TASK >>
In the entries below, some lines contain "dropdown"; work out how many and answer with the figure only.

DATASET ENTRIES >>
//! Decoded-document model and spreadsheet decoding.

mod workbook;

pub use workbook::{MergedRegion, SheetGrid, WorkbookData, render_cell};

* * *

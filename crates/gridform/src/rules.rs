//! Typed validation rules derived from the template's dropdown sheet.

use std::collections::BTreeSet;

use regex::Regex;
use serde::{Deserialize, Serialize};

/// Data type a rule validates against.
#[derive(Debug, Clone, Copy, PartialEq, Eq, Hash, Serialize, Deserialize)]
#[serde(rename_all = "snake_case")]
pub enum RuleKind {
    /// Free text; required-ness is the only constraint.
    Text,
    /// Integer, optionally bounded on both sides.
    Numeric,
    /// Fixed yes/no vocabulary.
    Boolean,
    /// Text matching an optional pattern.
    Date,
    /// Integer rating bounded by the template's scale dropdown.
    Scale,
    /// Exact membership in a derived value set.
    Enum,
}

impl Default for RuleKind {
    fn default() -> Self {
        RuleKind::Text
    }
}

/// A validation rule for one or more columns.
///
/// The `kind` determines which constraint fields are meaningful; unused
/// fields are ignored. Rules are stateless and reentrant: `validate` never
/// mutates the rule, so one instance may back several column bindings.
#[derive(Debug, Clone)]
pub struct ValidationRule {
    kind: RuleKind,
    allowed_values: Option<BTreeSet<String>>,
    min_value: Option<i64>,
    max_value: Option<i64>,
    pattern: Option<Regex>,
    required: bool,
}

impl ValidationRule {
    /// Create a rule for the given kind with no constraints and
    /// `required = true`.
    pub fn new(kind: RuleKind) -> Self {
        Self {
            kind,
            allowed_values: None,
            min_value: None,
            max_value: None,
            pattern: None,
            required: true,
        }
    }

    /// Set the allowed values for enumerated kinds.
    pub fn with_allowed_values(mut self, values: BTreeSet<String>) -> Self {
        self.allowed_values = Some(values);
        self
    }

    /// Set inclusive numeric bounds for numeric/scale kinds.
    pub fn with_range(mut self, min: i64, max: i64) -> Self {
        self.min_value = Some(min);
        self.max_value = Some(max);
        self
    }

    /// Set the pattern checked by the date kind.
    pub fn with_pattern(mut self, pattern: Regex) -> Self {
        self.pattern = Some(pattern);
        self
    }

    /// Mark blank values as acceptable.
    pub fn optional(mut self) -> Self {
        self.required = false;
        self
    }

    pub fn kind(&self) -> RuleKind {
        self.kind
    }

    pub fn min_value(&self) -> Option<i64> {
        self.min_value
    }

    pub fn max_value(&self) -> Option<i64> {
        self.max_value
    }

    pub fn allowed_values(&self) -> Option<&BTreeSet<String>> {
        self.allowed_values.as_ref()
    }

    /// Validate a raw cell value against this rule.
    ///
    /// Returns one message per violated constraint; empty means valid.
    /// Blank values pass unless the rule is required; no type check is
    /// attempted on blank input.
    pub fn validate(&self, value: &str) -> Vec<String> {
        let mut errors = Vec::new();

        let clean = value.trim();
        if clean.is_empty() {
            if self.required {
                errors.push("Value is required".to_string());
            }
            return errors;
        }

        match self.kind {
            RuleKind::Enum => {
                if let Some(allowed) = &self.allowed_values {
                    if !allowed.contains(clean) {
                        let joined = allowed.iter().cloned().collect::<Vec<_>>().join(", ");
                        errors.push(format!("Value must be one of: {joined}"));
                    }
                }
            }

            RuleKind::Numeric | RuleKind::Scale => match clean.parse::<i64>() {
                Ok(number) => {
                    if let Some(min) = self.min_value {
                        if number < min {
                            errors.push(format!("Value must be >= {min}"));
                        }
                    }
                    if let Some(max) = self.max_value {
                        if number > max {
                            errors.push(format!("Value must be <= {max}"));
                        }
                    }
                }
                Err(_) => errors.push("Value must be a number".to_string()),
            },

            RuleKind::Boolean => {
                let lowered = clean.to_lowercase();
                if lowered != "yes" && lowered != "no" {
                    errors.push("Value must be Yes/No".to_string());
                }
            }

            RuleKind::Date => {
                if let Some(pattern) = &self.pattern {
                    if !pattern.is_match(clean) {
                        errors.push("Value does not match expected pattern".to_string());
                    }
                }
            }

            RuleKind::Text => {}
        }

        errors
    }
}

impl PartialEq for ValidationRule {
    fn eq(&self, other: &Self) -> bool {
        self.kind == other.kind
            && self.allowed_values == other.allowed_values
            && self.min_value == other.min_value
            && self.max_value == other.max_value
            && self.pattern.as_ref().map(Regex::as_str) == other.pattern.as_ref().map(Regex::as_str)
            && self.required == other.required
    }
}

REPLY >>
2